YAMILA ROCCA; JUAN M. ARRIAGA; ALICIA I. BRAVO; MORA AMAT; MICHELE BIANCHINI; JOSÉ MORDOH; ESTRELLA LEVY

Buenos Aires

Congreso; Congreso Franco-Argentino de Inmunología; 2010

Despite NK cells being originally identified and named because of their ability to kill tumor cells in vitro, only limited information is available in humans, on NK infiltrating malignant tumors and from peripheral blood. NK cell recognition of target cells is guided by the balance of the activating and inhibitory signals given by different groups of surface receptors.
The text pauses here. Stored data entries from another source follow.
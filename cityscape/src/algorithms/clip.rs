//! Sutherland–Hodgman clipping against a convex polygon.
//!
//! Only convex clip polygons give guaranteed results; the world-bounds
//! rectangle is the canonical one. Concave regions (water bodies) go through
//! [`crate::algorithms::difference`] instead.

use crate::algorithms::winding::winding_sign;
use crate::geometry::tolerance::dedup_ring;
use crate::model::{Bounds, Point, Polygon};

/// Clip `subject` to the convex `clip_polygon`. Either winding is accepted for both.
pub fn clip(subject: &[Point], clip_polygon: &[Point]) -> Polygon {
    if subject.len() < 3 || clip_polygon.len() < 3 {
        return Vec::new();
    }
    // Interior lies to the left of each edge for counter-clockwise rings
    let orient = match winding_sign(clip_polygon) {
        0 => return Vec::new(),
        s => s as f64,
    };

    let mut output: Vec<Point> = subject.to_vec();
    let m = clip_polygon.len();
    for j in 0..m {
        if output.is_empty() {
            break;
        }
        let ea = clip_polygon[j];
        let eb = clip_polygon[(j + 1) % m];
        let edge = eb.sub(ea);
        let side = |p: Point| orient * edge.cross(p.sub(ea));

        let input = std::mem::take(&mut output);
        let n = input.len();
        for i in 0..n {
            let cur = input[i];
            let prev = input[(i + n - 1) % n];
            let s_cur = side(cur);
            let s_prev = side(prev);
            if s_cur >= 0.0 {
                if s_prev < 0.0 {
                    output.push(crossing(prev, cur, s_prev, s_cur));
                }
                output.push(cur);
            } else if s_prev >= 0.0 {
                output.push(crossing(prev, cur, s_prev, s_cur));
            }
        }
    }

    dedup_ring(&mut output);
    if output.len() < 3 {
        return Vec::new();
    }
    output
}

/// Point where `p`-`q` crosses the clip line, from the signed side values at both ends.
#[inline]
fn crossing(p: Point, q: Point, sp: f64, sq: f64) -> Point {
    let t = sp / (sp - sq);
    p.lerp(q, t)
}

/// Clip to the world bounds rectangle.
pub fn clip_to_bounds(subject: &[Point], bounds: &Bounds) -> Polygon {
    clip(subject, &bounds.to_polygon())
}
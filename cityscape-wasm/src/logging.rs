use log::{Level, LevelFilter, Log, Metadata, Record};
use wasm_bindgen::prelude::*;

struct ConsoleLogger;

static LOGGER: ConsoleLogger = ConsoleLogger;

impl Log for ConsoleLogger {
    fn enabled(&self, metadata: &Metadata) -> bool {
        metadata.level() <= log::max_level()
    }

    fn log(&self, record: &Record) {
        if !self.enabled(record.metadata()) {
            return;
        }
        let msg = JsValue::from_str(&format!("[{}] {}", record.target(), record.args()));
        match record.level() {
            Level::Error => web_sys::console::error_1(&msg),
            Level::Warn => web_sys::console::warn_1(&msg),
            Level::Info => web_sys::console::info_1(&msg),
            Level::Debug => web_sys::console::debug_1(&msg),
            Level::Trace => web_sys::console::log_1(&msg),
        }
    }

    fn flush(&self) {}
}

/// Route `log` output to the browser console at `level` ("off", "error", ..., "trace").
/// Returns `false` for an unknown level. Calling again only changes the level.
#[wasm_bindgen]
pub fn init_logging(level: &str) -> bool {
    let Ok(filter) = level.parse::<LevelFilter>() else {
        return false;
    };
    // Already installed on repeat calls
    let _ = log::set_logger(&LOGGER);
    log::set_max_level(filter);
    true
}
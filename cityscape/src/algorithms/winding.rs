//! Point containment, area and bounds of simple polygons.
//!
//! Uses horizontal ray casting for containment (even-odd rule) and the
//! shoelace sum for signed area. All functions accept any winding and treat
//! polygons with fewer than three vertices as empty instead of failing.

use crate::geometry::math::seg_distance_sq;
use crate::model::{Bounds, Point};

/// Number of polygon edges crossed by the horizontal ray from `p` going right.
pub fn crossing_number(p: Point, polygon: &[Point]) -> usize {
    if polygon.len() < 3 {
        return 0;
    }

    let mut crossings = 0usize;
    let n = polygon.len();

    for i in 0..n {
        let p1 = polygon[i];
        let p2 = polygon[(i + 1) % n];

        // Half-open in y so a vertex on the ray is counted once
        let y_crosses = (p1.y <= p.y && p2.y > p.y) || (p2.y <= p.y && p1.y > p.y);

        if y_crosses {
            let t = (p.y - p1.y) / (p2.y - p1.y);
            let x_intersect = p1.x + t * (p2.x - p1.x);
            if p.x < x_intersect {
                crossings += 1;
            }
        }
    }

    crossings
}

/// Even-odd containment test. Always `false` for fewer than three vertices.
#[inline]
pub fn point_in_polygon(p: Point, polygon: &[Point]) -> bool {
    crossing_number(p, polygon) % 2 == 1
}

/// `true` when `p` lies within `eps` of any polygon edge.
pub fn point_on_boundary(p: Point, polygon: &[Point], eps: f64) -> bool {
    let n = polygon.len();
    (0..n).any(|i| seg_distance_sq(p, polygon[i], polygon[(i + 1) % n]).0 <= eps * eps)
}

/// Shoelace area with sign encoding winding: positive is counter-clockwise
/// with y pointing up (clockwise on a y-down screen).
pub fn signed_area(polygon: &[Point]) -> f64 {
    let n = polygon.len();
    if n < 3 {
        return 0.0;
    }
    let mut acc = 0.0;
    for i in 0..n {
        let a = polygon[i];
        let b = polygon[(i + 1) % n];
        acc += a.x * b.y - b.x * a.y;
    }
    acc * 0.5
}

#[inline]
pub fn polygon_area(polygon: &[Point]) -> f64 {
    signed_area(polygon).abs()
}

/// Min/max reduce. A single point yields a zero-area box; `None` only for an empty slice.
pub fn polygon_bounds(polygon: &[Point]) -> Option<Bounds> {
    Bounds::from_points(polygon)
}

/// Axis-aligned overlap pre-filter used before O(n·m) polygon work.
#[inline]
pub fn bounds_overlap(a: &Bounds, b: &Bounds) -> bool {
    a.overlaps(b)
}

/// Area centroid; falls back to the vertex average when the area vanishes.
pub fn polygon_centroid(polygon: &[Point]) -> Option<Point> {
    if polygon.is_empty() {
        return None;
    }
    let a = signed_area(polygon);
    if a.abs() <= f64::EPSILON {
        let n = polygon.len() as f64;
        let sum = polygon.iter().fold(Point::default(), |acc, p| acc.add(*p));
        return Some(sum.scale(1.0 / n));
    }
    let n = polygon.len();
    let (mut cx, mut cy) = (0.0, 0.0);
    for i in 0..n {
        let p = polygon[i];
        let q = polygon[(i + 1) % n];
        let f = p.x * q.y - q.x * p.y;
        cx += (p.x + q.x) * f;
        cy += (p.y + q.y) * f;
    }
    Some(Point::new(cx / (6.0 * a), cy / (6.0 * a)))
}

/// +1 for counter-clockwise (y up), -1 for clockwise, 0 when degenerate.
pub fn winding_sign(polygon: &[Point]) -> i8 {
    let a = signed_area(polygon);
    if a > 0.0 {
        1
    } else if a < 0.0 {
        -1
    } else {
        0
    }
}

#[cfg(test)]
mod tests {
    use super::*;

    fn square() -> Vec<Point> {
        vec![
            Point::new(0.0, 0.0),
            Point::new(10.0, 0.0),
            Point::new(10.0, 10.0),
            Point::new(0.0, 10.0),
        ]
    }

    #[test]
    fn square_containment() {
        let sq = square();
        assert!(point_in_polygon(Point::new(5.0, 5.0), &sq));
        assert!(!point_in_polygon(Point::new(15.0, 5.0), &sq));
        assert!(!point_in_polygon(Point::new(-5.0, 5.0), &sq));
    }

    #[test]
    fn boundary_points_within_tolerance() {
        let sq = square();
        assert!(point_on_boundary(Point::new(10.0, 4.0), &sq, 1e-4));
        assert!(point_on_boundary(Point::new(0.0, 0.0), &sq, 1e-4));
        assert!(point_on_boundary(Point::new(5.0, 10.00005), &sq, 1e-4));
        assert!(!point_on_boundary(Point::new(5.0, 5.0), &sq, 1e-4));
    }

    #[test]
    fn concave_notch_is_outside() {
        // U shape opening upward
        let u = vec![
            Point::new(0.0, 0.0),
            Point::new(30.0, 0.0),
            Point::new(30.0, 30.0),
            Point::new(20.0, 30.0),
            Point::new(20.0, 10.0),
            Point::new(10.0, 10.0),
            Point::new(10.0, 30.0),
            Point::new(0.0, 30.0),
        ];
        assert!(!point_in_polygon(Point::new(15.0, 20.0), &u));
        assert!(point_in_polygon(Point::new(5.0, 20.0), &u));
        assert!(point_in_polygon(Point::new(15.0, 5.0), &u));
    }

    #[test]
    fn centroid_of_square() {
        let c = polygon_centroid(&square()).expect("centroid");
        assert!((c.x - 5.0).abs() < 1e-9 && (c.y - 5.0).abs() < 1e-9);
    }

    #[test]
    fn winding_sign_flips_on_reverse() {
        let mut sq = square();
        assert_eq!(winding_sign(&sq), 1);
        sq.reverse();
        assert_eq!(winding_sign(&sq), -1);
        assert_eq!(winding_sign(&sq[..2]), 0);
    }
}
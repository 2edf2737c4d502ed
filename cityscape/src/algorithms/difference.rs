//! Subtracting (possibly concave) water regions from drawn districts.
//!
//! Every subject edge is cut where it touches the region boundary (the
//! "shore") and each piece is classified as covered by the region or not.
//! Pieces lying on the shore count as covered only when the subject edge runs
//! along a region edge with both interiors on the same side, so shared edges
//! and vertices snapped onto the shore classify consistently. Entries and
//! exits then alternate by construction. Between an entry and its exit the
//! output follows the shore, so the result stays one simple polygon instead
//! of jumping straight from entry to exit and self-intersecting.
//!
//! This runs on shape commit only; cost is O(subject edges × region edges).

use log::{debug, warn};
use serde::{Deserialize, Serialize};

use crate::algorithms::winding::{point_in_polygon, point_on_boundary, polygon_bounds, winding_sign};
use crate::config::ValidationRules;
use crate::geometry::intersect::segment_hit;
use crate::geometry::math::seg_distance_sq;
use crate::geometry::tolerance::{dedup_ring, drop_spikes, EPS_POS};
use crate::model::{Point, Polygon, Region};

// sin of the largest angle at which a subject edge still runs along a shore edge
const ALONG_SHORE_SIN: f64 = 1e-6;

#[derive(Clone, Copy, Debug)]
struct Crossing {
    /// Region edge the subject crosses (edge `j` runs `region[j] -> region[j+1]`)
    region_edge: usize,
    /// Parameter along that region edge; a region vertex `k` is always `(k, 0.0)`
    u: f64,
    point: Point,
}

/// Piece of a subject edge starting at parameter `t0` and running to the next contact.
#[derive(Clone, Copy, Debug)]
struct Fragment {
    t0: f64,
    start: Point,
    covered: bool,
}

/// Remove `region` from `subject`. An empty polygon means the subject was fully consumed.
///
/// A subject vertex counts as inside when a piece of boundary next to it is
/// covered by the region. Subjects with no vertex inside come back unchanged,
/// including the case where the region only grazes an edge or sits inside as
/// a hole.
pub fn subtract_region(subject: &[Point], region: &[Point]) -> Polygon {
    let mut ring = subject.to_vec();
    dedup_ring(&mut ring);
    let subject_sign = winding_sign(&ring);
    if ring.len() < 3 || subject_sign == 0 {
        return Vec::new();
    }
    let mut shore = region.to_vec();
    dedup_ring(&mut shore);
    let region_sign = winding_sign(&shore);
    if shore.len() < 3 || region_sign == 0 {
        return subject.to_vec();
    }

    let n = ring.len();
    let mut fragments: Vec<Fragment> = Vec::with_capacity(n * 2);
    let mut first_of_edge = Vec::with_capacity(n);
    for i in 0..n {
        first_of_edge.push(fragments.len());
        let (a, b) = (ring[i], ring[(i + 1) % n]);
        let ts = contact_params(a, b, &shore);
        for w in ts.windows(2) {
            let mid = a.lerp(b, (w[0] + w[1]) * 0.5);
            fragments.push(Fragment {
                t0: w[0],
                start: a.lerp(b, w[0]),
                covered: covers(mid, b.sub(a), &shore, subject_sign * region_sign),
            });
        }
    }

    let nf = fragments.len();
    let inside: Vec<bool> = first_of_edge
        .iter()
        .map(|&f| fragments[f].covered || fragments[(f + nf - 1) % nf].covered)
        .collect();
    if !inside.iter().any(|v| *v) {
        return subject.to_vec();
    }
    if inside.iter().all(|v| *v) {
        return Vec::new();
    }

    // Begin just after an exit so every entry is seen before its exit
    let Some(start) = (0..nf).find(|&k| !fragments[k].covered && fragments[(k + nf - 1) % nf].covered) else {
        return give_up("no exit from the region", &ring, &inside);
    };
    debug!(
        "subtract_region: {} edges cut into {} pieces, {} covered",
        n,
        nf,
        fragments.iter().filter(|f| f.covered).count()
    );

    let mut out: Vec<Point> = Vec::with_capacity(n + shore.len());
    let mut open: Option<Crossing> = None;
    for step in 1..=nf {
        let k = (start + step) % nf;
        let f = fragments[k];
        let was_covered = fragments[(k + nf - 1) % nf].covered;
        match (was_covered, f.covered) {
            (false, false) => {
                if f.t0 == 0.0 {
                    out.push(f.start);
                }
            }
            (false, true) => {
                let Some(entry) = locate_on_shore(f.start, &shore) else {
                    return give_up("entry off the shore", &ring, &inside);
                };
                out.push(f.start);
                open = Some(entry);
            }
            (true, false) => {
                let Some(entry) = open.take() else {
                    return give_up("exit without an entry", &ring, &inside);
                };
                let Some(exit) = locate_on_shore(f.start, &shore) else {
                    return give_up("exit off the shore", &ring, &inside);
                };
                out.extend(trace_shore(&shore, &ring, &entry, &exit));
                out.push(f.start);
            }
            (true, true) => {}
        }
    }
    if open.is_some() {
        return give_up("unmatched entry crossing", &ring, &inside);
    }

    dedup_ring(&mut out);
    drop_spikes(&mut out);
    if out.len() < 3 {
        return Vec::new();
    }
    out
}
//! Cursor snapping to vertices, midpoints, edges and crossings of nearby geometry.
//!
//! Called on every pointer move, so all work is bounded by the segments the
//! grid returns for the snap radius, never by the total segment count.

use log::debug;
#[cfg(feature = "snap_prof")]
use std::time::Instant;

use crate::algorithms::spatial::{SegmentId, SpatialIndex};
use crate::config::{SnapConfig, DEFAULT_CELL_SIZE};
use crate::geometry::intersect::segment_intersection;
use crate::geometry::math::project_onto_segment;
use crate::geometry::tolerance::NEAREST_END_EXCLUSION;
use crate::model::{Bounds, LineSegment, Point, SnapKind, SnapPoint, SnapResult};

/// Source of snappable segments (roads, coastlines, rivers, ...).
pub trait GeometryProvider {
    fn line_segments(&self) -> Vec<LineSegment>;
    /// `None` when the provider currently has nothing to offer.
    fn bounding_box(&self) -> Option<Bounds>;
}

/// Fixed list of segments, e.g. one layer pushed from the editor.
#[derive(Clone, Debug, Default)]
pub struct SegmentLayer {
    segments: Vec<LineSegment>,
    bounds: Option<Bounds>,
}

impl SegmentLayer {
    pub fn new(segments: Vec<LineSegment>) -> Self {
        let bounds = segments.iter().map(LineSegment::bounds).reduce(|a, b| a.union(&b));
        SegmentLayer { segments, bounds }
    }

    /// Consecutive pairs of an open chain.
    pub fn from_polyline(geometry_id: &str, geometry_type: &str, points: &[Point]) -> Self {
        SegmentLayer::new(
            points
                .windows(2)
                .map(|w| LineSegment::new(w[0], w[1], geometry_id, geometry_type))
                .collect(),
        )
    }

    /// Closed ring: the last point connects back to the first.
    pub fn from_ring(geometry_id: &str, geometry_type: &str, points: &[Point]) -> Self {
        let mut layer = SegmentLayer::from_polyline(geometry_id, geometry_type, points);
        if let (Some(first), Some(last)) = (points.first(), points.last()) {
            if points.len() > 2 && first != last {
                layer.push(LineSegment::new(*last, *first, geometry_id, geometry_type));
            }
        }
        layer
    }

    pub fn push(&mut self, segment: LineSegment) {
        let b = segment.bounds();
        self.bounds = Some(self.bounds.map_or(b, |prev| prev.union(&b)));
        self.segments.push(segment);
    }

    pub fn len(&self) -> usize {
        self.segments.len()
    }

    pub fn is_empty(&self) -> bool {
        self.segments.is_empty()
    }
}

impl GeometryProvider for SegmentLayer {
    fn line_segments(&self) -> Vec<LineSegment> {
        self.segments.clone()
    }
    fn bounding_box(&self) -> Option<Bounds> {
        self.bounds
    }
}

/// Snap state for one editor session: the segment grid plus the providers feeding it.
pub struct SnapEngine {
    index: SpatialIndex,
    providers: Vec<(String, Box<dyn GeometryProvider>)>,
    config: SnapConfig,
}

impl Default for SnapEngine {
    fn default() -> Self {
        SnapEngine::new(SnapConfig::default())
    }
}

impl SnapEngine {
    pub fn new(config: SnapConfig) -> Self {
        SnapEngine::with_cell_size(config, DEFAULT_CELL_SIZE)
    }

    pub fn with_cell_size(config: SnapConfig, cell_size: f64) -> Self {
        SnapEngine { index: SpatialIndex::new(cell_size), providers: Vec::new(), config }
    }

    pub fn config(&self) -> &SnapConfig {
        &self.config
    }

    pub fn set_config(&mut self, config: SnapConfig) {
        self.config = config;
    }

    pub fn index(&self) -> &SpatialIndex {
        &self.index
    }

    pub fn provider_keys(&self) -> impl Iterator<Item = &str> {
        self.providers.iter().map(|(k, _)| k.as_str())
    }

    /// Add or replace the provider stored under `key`, then rebuild the grid.
    pub fn register_provider(&mut self, key: impl Into<String>, provider: Box<dyn GeometryProvider>) {
        let key = key.into();
        match self.providers.iter().position(|(k, _)| *k == key) {
            Some(i) => self.providers[i].1 = provider,
            None => self.providers.push((key, provider)),
        }
        self.rebuild();
    }

    /// Returns `false` when no provider was registered under `key`.
    pub fn unregister_provider(&mut self, key: &str) -> bool {
        let before = self.providers.len();
        self.providers.retain(|(k, _)| k != key);
        if self.providers.len() == before {
            return false;
        }
        self.rebuild();
        true
    }

    /// Pull every provider's segments into a fresh grid.
    pub fn rebuild(&mut self) {
        #[cfg(feature = "snap_prof")]
        let t0 = Instant::now();
        self.index.clear();
        for (key, provider) in &self.providers {
            if provider.bounding_box().is_none() {
                continue;
            }
            let segs = provider.line_segments();
            debug!("snap rebuild: provider {} -> {} segments", key, segs.len());
            self.index.extend(segs);
        }
        #[cfg(feature = "snap_prof")]
        debug!(
            "snap rebuild segments={} cells={} ms={:.3}",
            self.index.len(),
            self.index.occupied_cells(),
            t0.elapsed().as_secs_f64() * 1000.0
        );
    }

    /// Insert one feature's segments without a rebuild. They are dropped on the
    /// next rebuild unless a provider also reports them.
    pub fn add_segments<I: IntoIterator<Item = LineSegment>>(&mut self, segments: I) {
        self.index.extend(segments);
    }

    pub fn remove_geometry(&mut self, geometry_id: &str) -> usize {
        self.index.remove_geometry(geometry_id)
    }

    pub fn clear(&mut self) {
        self.providers.clear();
        self.index.clear();
    }

    /// Best snap target near `(x, y)` and every candidate within the threshold, closest first.
    pub fn find_snap_point(&self, x: f64, y: f64) -> SnapResult {
        #[cfg(feature = "snap_prof")]
        let t0 = Instant::now();
        let cursor = Point::new(x, y);
        let cfg = &self.config;

        let segments: Vec<(SegmentId, &LineSegment)> = self
            .index
            .query_ids(cursor, cfg.threshold)
            .into_iter()
            .filter_map(|id| self.index.get(id).map(|s| (id, s)))
            .filter(|(_, s)| cfg.allows_type(&s.geometry_type))
            .collect();

        let mut candidates = Vec::new();
        for (_, seg) in &segments {
            collect_segment_candidates(cursor, seg, cfg, &mut candidates);
        }
        if cfg.is_enabled(SnapKind::Intersection) && segments.len() > 1 {
            collect_intersections(cursor, &segments, &mut candidates);
        }

        candidates.retain(|c| c.distance <= cfg.threshold);
        candidates.sort_by(|a, b| a.distance.total_cmp(&b.distance));
        let best = candidates.first().cloned();

        #[cfg(feature = "snap_prof")]
        debug!(
            "snap query segments={} candidates={} ms={:.4}",
            segments.len(),
            candidates.len(),
            t0.elapsed().as_secs_f64() * 1000.0
        );
        SnapResult { best, candidates }
    }

    /// Snapped position, or the cursor itself when nothing is in range.
    pub fn snap_or_cursor(&self, x: f64, y: f64) -> Point {
        self.find_snap_point(x, y).best.map_or(Point::new(x, y), |b| b.point())
    }
}

fn candidate(cursor: Point, at: Point, kind: SnapKind, seg: &LineSegment) -> SnapPoint {
    SnapPoint {
        x: at.x,
        y: at.y,
        kind,
        geometry_id: seg.geometry_id.clone(),
        geometry_type: seg.geometry_type.clone(),
        distance: cursor.distance(at),
    }
}

fn collect_segment_candidates(cursor: Point, seg: &LineSegment, cfg: &SnapConfig, out: &mut Vec<SnapPoint>) {
    if cfg.is_enabled(SnapKind::Vertex) {
        out.push(candidate(cursor, seg.a, SnapKind::Vertex, seg));
        out.push(candidate(cursor, seg.b, SnapKind::Vertex, seg));
    }
    if cfg.is_enabled(SnapKind::Midpoint) {
        out.push(candidate(cursor, seg.midpoint(), SnapKind::Midpoint, seg));
    }
    if cfg.is_enabled(SnapKind::Nearest) {
        let (foot, t, _) = project_onto_segment(cursor, seg.a, seg.b);
        // Near the ends the vertex candidate already covers it
        if t > NEAREST_END_EXCLUSION && t < 1.0 - NEAREST_END_EXCLUSION {
            out.push(candidate(cursor, foot, SnapKind::Nearest, seg));
        }
    }
}

fn collect_intersections(cursor: Point, segments: &[(SegmentId, &LineSegment)], out: &mut Vec<SnapPoint>) {
    for (i, (_, s1)) in segments.iter().enumerate() {
        for (_, s2) in &segments[i + 1..] {
            if s1.geometry_id == s2.geometry_id {
                continue;
            }
            let Some(p) = segment_intersection(s1.a, s1.b, s2.a, s2.b) else {
                continue;
            };
            let geometry_type = if s1.geometry_type == s2.geometry_type {
                s1.geometry_type.clone()
            } else {
                format!("{}|{}", s1.geometry_type, s2.geometry_type)
            };
            out.push(SnapPoint {
                x: p.x,
                y: p.y,
                kind: SnapKind::Intersection,
                geometry_id: format!("{}|{}", s1.geometry_id, s2.geometry_id),
                geometry_type,
                distance: cursor.distance(p),
            });
        }
    }
}
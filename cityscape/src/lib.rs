//! Geometry core of the city designer: polygon clipping against water and
//! world bounds, line splits, river ribbons, and cursor snapping backed by a
//! segment grid.
//!
//! Snapping ([`SnapEngine::find_snap_point`]) is cheap enough for every
//! pointer move. The polygon operations scan whole boundaries and belong on
//! shape commit.

pub mod config;
pub mod model;
pub mod geometry {
    pub mod intersect;
    pub mod limits;
    pub mod math;
    pub mod tolerance;
}
pub mod algorithms {
    pub mod clip;
    pub mod difference;
    pub mod ribbon;
    pub mod snap;
    pub mod spatial;
    pub mod split;
    pub mod winding;
}

pub use algorithms::clip::{clip, clip_to_bounds};
pub use algorithms::difference::{
    clip_and_validate, subtract_region, subtract_regions, ClipReport, ClipVerdict,
};
pub use algorithms::ribbon::river_to_polygon;
pub use algorithms::snap::{GeometryProvider, SegmentLayer, SnapEngine};
pub use algorithms::spatial::{SegmentId, SpatialIndex};
pub use algorithms::split::{split_with_line, SplitError};
pub use algorithms::winding::{
    bounds_overlap, point_in_polygon, polygon_area, polygon_bounds, polygon_centroid, signed_area,
};
pub use config::{ConfigError, SnapConfig, ValidationRules, DEFAULT_CELL_SIZE, DEFAULT_SNAP_THRESHOLD};
pub use geometry::intersect::segment_intersection;
pub use model::{
    Bounds, LineSegment, Point, Polygon, Region, RegionKind, RiverFeature, SnapKind, SnapPoint,
    SnapResult,
};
The purpose of the present study was to analyze NK tumor infiltrating cells (CRC-NKi), as well as NK from peripheral blood (CRC-NK-PB) in CRC patients and to identify a potential profile of NK receptors expression. Samples were obtained from 11 healthy volunteers (HV) and 16 patients. Tissues were obtained immediately after surgical resection of their primary tumors, mechanically processed, and mononuclear cells (MNC) were isolated using ficoll-hypaque density gradient. The same procedure was utilized to isolate peripheral blood (PB) MNC (PBMC) from CRC patients and healthy volunteers. Cells were directly analyzed by flow cytometry. We observed that the percentage of CRC-NKi identified as CD3-CD56+CD45+ was consistently lower (mean value, 4,4 ± 2,8) than its CRC-NK-PB counterpart (mean value 18,76 ± 2,1) (p<0.05). CCR-NKi displayed a peculiar surface pattern in activating receptors, calculated as percentage of positive cells in the CD56+CD3- population. CD16, NKG2D, NKp46, CD94, CD161 and DNAM1 were expressed in a fewer number of cells compared with CRC-NK-PB (p<0.01). In a clustering analysis (TMeV software) global comparisons including expression of all receptors between all samples showed that NKG2D is the most significant discriminant receptor (p<0.05) between NK-PB-CCR (mean value 88,5 ± 3,5) and NK-PB-HV (97.2 ± 3.2). The present study of a small group of CRC patients suggest that lower NKG2D expression could be a hallmark in NK-PB-CCR. CRC-NKi cells display particular phenotypic features that could affect their functional abilities, and should be further analyzed in a larger number of patients.